The number needed is how many lines of the data hold the string "reads". Give that number and nothing more.

Entries provided: Begin

//! Failure stack resolution.
//!
//! The runner attaches parsed stack frames to an error some time after the
//! error itself is reported, so frames may still be missing when the sync
//! starts. The resolver polls a [`FrameSource`] under a run-scoped
//! [`PollBudget`], then degrades to a structural search of the task and a
//! regex over the raw stack text. It never fails; the worst case is a frame
//! without a location.

use std::collections::HashMap;
use std::path::PathBuf;
use std::sync::Arc;
use std::time::Duration;

use async_trait::async_trait;
use regex::Regex;
use serde::{Deserialize, Serialize};
use serde_json::Value;
use tracing::{debug, info, warn};

use crate::flatten::failed_leaves;
use crate::run::{RunFile, RunResults, StackLocation, Task, TaskError};

/// Default number of waits before giving up on frames.
pub const DEFAULT_POLL_ATTEMPTS: u32 = 5;
/// Default pause between two polls.
pub const DEFAULT_POLL_DELAY: Duration = Duration::from_millis(1000);

/// File a failure belongs to.
#[derive(Debug, Clone, Default, PartialEq, Eq, Serialize, Deserialize)]
pub struct FileIdentity {
    pub id: String,
    pub name: String,
    pub path: String,
}

#[derive(Debug, Clone, Default, PartialEq, Eq, Serialize, Deserialize)]
pub struct ErrorDetail {
    pub name: String,
    pub message: String,
    pub diff: Option<String>,
}

/// One resolved failure location.
#[derive(Debug, Clone, PartialEq, Eq, Serialize, Deserialize)]
pub struct StackFrame {
    /// Task id
    pub id: String,
    pub file: FileIdentity,
    pub line: Option<u32>,
    pub column: Option<u32>,
    /// `[file name, describe..., test]`
    pub path: Vec<String>,
    pub error: ErrorDetail,
}

impl StackFrame {
    pub fn has_location(&self) -> bool {
        self.line.is_some()
    }

    /// `name:line:column`, with `?` for unknown parts.
    pub fn location(&self) -> String {
        let fmt = |v: Option<u32>| v.map_or_else(|| "?".to_string(), |v| v.to_string());
        format!("{}:{}:{}", self.file.name, fmt(self.line), fmt(self.column))
    }
}

/// Retry budget shared by every resolution of one run.
///
/// Once spent, later resolutions check once and do not wait.
#[derive(Debug, Clone, PartialEq, Eq)]
pub struct PollBudget {
    max_attempts: u32,
    used: u32,
    delay: Duration,
}

impl PollBudget {
    pub fn new(max_attempts: u32, delay: Duration) -> Self {
        Self {
            max_attempts,
            used: 0,
            delay,
        }
    }

    /// Consume one wait. Returns `false` once the budget is exhausted.
    pub fn take(&mut self) -> bool {
        if self.used >= self.max_attempts {
            return false;
        }
        self.used += 1;
        true
    }

    pub fn is_exhausted(&self) -> bool {
        self.used >= self.max_attempts
    }

    pub fn used(&self) -> u32 {
        self.used
    }

    pub fn max_attempts(&self) -> u32 {
        self.max_attempts
    }

    pub fn delay(&self) -> Duration {
        self.delay
    }
}

impl Default for PollBudget {
    fn default() -> Self {
        Self::new(DEFAULT_POLL_ATTEMPTS, DEFAULT_POLL_DELAY)
    }
}

/// Where the resolver reads the current frame list of an error from.
#[async_trait]
pub trait FrameSource: Send + Sync {
    /// Frames currently attached to error `error_index` of task `task_id`.
    async fn frames(&self, task_id: &str, error_index: usize) -> Vec<StackLocation>;
}

fn error_frames(task: &Task) -> Vec<Vec<StackLocation>> {
    task.errors()
        .iter()
        .map(|e| e.stacks.clone().unwrap_or_default())
        .collect()
}

/// Frames exactly as loaded; never changes between polls.
#[derive(Debug, Default)]
pub struct SnapshotFrames {
    by_task: HashMap<String, Vec<Vec<StackLocation>>>,
}

impl SnapshotFrames {
    pub fn new(files: &[RunFile]) -> Self {
        let by_task = failed_leaves(files)
            .into_iter()
            .map(|leaf| (leaf.task.id.clone(), error_frames(leaf.task)))
            .collect();
        Self { by_task }
    }
}

#[async_trait]
impl FrameSource for SnapshotFrames {
    async fn frames(&self, task_id: &str, error_index: usize) -> Vec<StackLocation> {
        self.by_task
            .get(task_id)
            .and_then(|errors| errors.get(error_index))
            .cloned()
            .unwrap_or_default()
    }
}

/// Re-reads the run-results file on every poll, picking up frames the runner
/// wrote after the sync started.
#[derive(Debug, Clone)]
pub struct ReloadingFrames {
    path: PathBuf,
}

impl ReloadingFrames {
    pub fn new(path: impl Into<PathBuf>) -> Self {
        Self { path: path.into() }
    }
}

#[async_trait]
impl FrameSource for ReloadingFrames {
    async fn frames(&self, task_id: &str, error_index: usize) -> Vec<StackLocation> {
        let raw = match tokio::fs::read_to_string(&self.path).await {
            Ok(raw) => raw,
            Err(e) => {
                warn!(path = %self.path.display(), error = %e, "Could not reload run results");
                return Vec::new();
            }
        };
        let run = match RunResults::from_json(&raw) {
            Ok(run) => run,
            Err(e) => {
                warn!(path = %self.path.display(), error = %e, "Could not parse run results");
                return Vec::new();
            }
        };
        run.find_task(task_id)
            .and_then(|task| task.errors().get(error_index))
            .and_then(|error| error.stacks.clone())
            .unwrap_or_default()
    }
}

/// Depth-first search of a task for any object shaped `{ file, line, column }`.
///
/// Only error `error_index` of the task's result is searched; the other
/// errors carry locations of their own.
pub fn locate_in_task(task: &Task, error_index: usize) -> Option<(u32, u32)> {
    let mut root = serde_json::to_value(task).ok()?;
    if let Some(errors) = root
        .pointer_mut("/result/errors")
        .and_then(Value::as_array_mut)
    {
        let own = errors.get(error_index).cloned();
        errors.clear();
        errors.extend(own);
    }

    let mut stack = vec![&root];
    while let Some(value) = stack.pop() {
        match value {
            Value::Object(map) => {
                let coord = |key: &str| {
                    map.get(key)
                        .and_then(Value::as_u64)
                        .and_then(|v| u32::try_from(v).ok())
                };
                if let (true, Some(line), Some(column)) =
                    (map.contains_key("file"), coord("line"), coord("column"))
                {
                    return Some((line, column));
                }
                stack.extend(map.values().rev());
            }
            Value::Array(items) => stack.extend(items.iter().rev()),
            _ => {}
        }
    }
    None
}

/// First `<file>:<line>:<column>` in a raw stack trace.
pub fn locate_in_trace(trace: &str, file: &str) -> Option<(u32, u32)> {
    if file.is_empty() {
        return None;
    }
    let re = Regex::new(&format!(r"{}:(\d+):(\d+)", regex::escape(file))).ok()?;
    let caps = re.captures(trace)?;
    Some((caps[1].parse().ok()?, caps[2].parse().ok()?))
}

/// Resolves failure frames for one run.
pub struct StackResolver {
    source: Arc<dyn FrameSource>,
    budget: PollBudget,
}

impl StackResolver {
    pub fn new(source: Arc<dyn FrameSource>, budget: PollBudget) -> Self {
        Self { source, budget }
    }

    pub fn budget(&self) -> &PollBudget {
        &self.budget
    }

    /// One [`StackFrame`] per frame of every error on every failed leaf.
    pub async fn resolve(&mut self, files: &[RunFile]) -> Vec<StackFrame> {
        let mut frames = Vec::new();

        for leaf in failed_leaves(files) {
            let file = leaf
                .task
                .file
                .as_ref()
                .map(|f| FileIdentity {
                    id: f.id.clone(),
                    name: f.name.clone(),
                    path: f.filepath.clone(),
                })
                .unwrap_or_default();

            for (index, error) in leaf.task.errors().iter().enumerate() {
                let base = StackFrame {
                    id: leaf.task.id.clone(),
                    file: file.clone(),
                    line: None,
                    column: None,
                    path: leaf.path.clone(),
                    error: ErrorDetail {
                        name: error.name.clone(),
                        message: error.message.clone(),
                        diff: error.diff.clone(),
                    },
                };
                self.resolve_error(leaf.task, index, error, base, &mut frames)
                    .await;
            }
        }

        frames
    }

    async fn resolve_error(
        &mut self,
        task: &Task,
        index: usize,
        error: &TaskError,
        base: StackFrame,
        out: &mut Vec<StackFrame>,
    ) {
        let polled = self.poll(&task.id, index).await;
        if !polled.is_empty() {
            out.extend(polled.into_iter().map(|loc| StackFrame {
                line: Some(loc.line),
                column: Some(loc.column),
                ..base.clone()
            }));
            return;
        }

        info!(task = %task.name, "No stacks available for task");

        let fallback = locate_in_task(task, index).or_else(|| {
            let trace = error.stack.as_deref()?;
            locate_in_trace(trace, &base.file.name)
                .or_else(|| locate_in_trace(trace, &base.file.path))
        });

        match fallback {
            Some((line, column)) => out.push(StackFrame {
                line: Some(line),
                column: Some(column),
                ..base
            }),
            None => {
                warn!(task = %task.name, "Reporting failure without a location");
                out.push(base);
            }
        }
    }

    async fn poll(&mut self, task_id: &str, index: usize) -> Vec<StackLocation> {
        loop {
            let frames = self.source.frames(task_id, index).await;
            if !frames.is_empty() || !self.budget.take() {
                return frames;
            }
            debug!(
                attempt = self.budget.used(),
                max = self.budget.max_attempts(),
                "Waiting for stacks to be available"
            );
            tokio::time::sleep(self.budget.delay()).await;
        }
    }
}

Entries provided: End

**Result below:**
2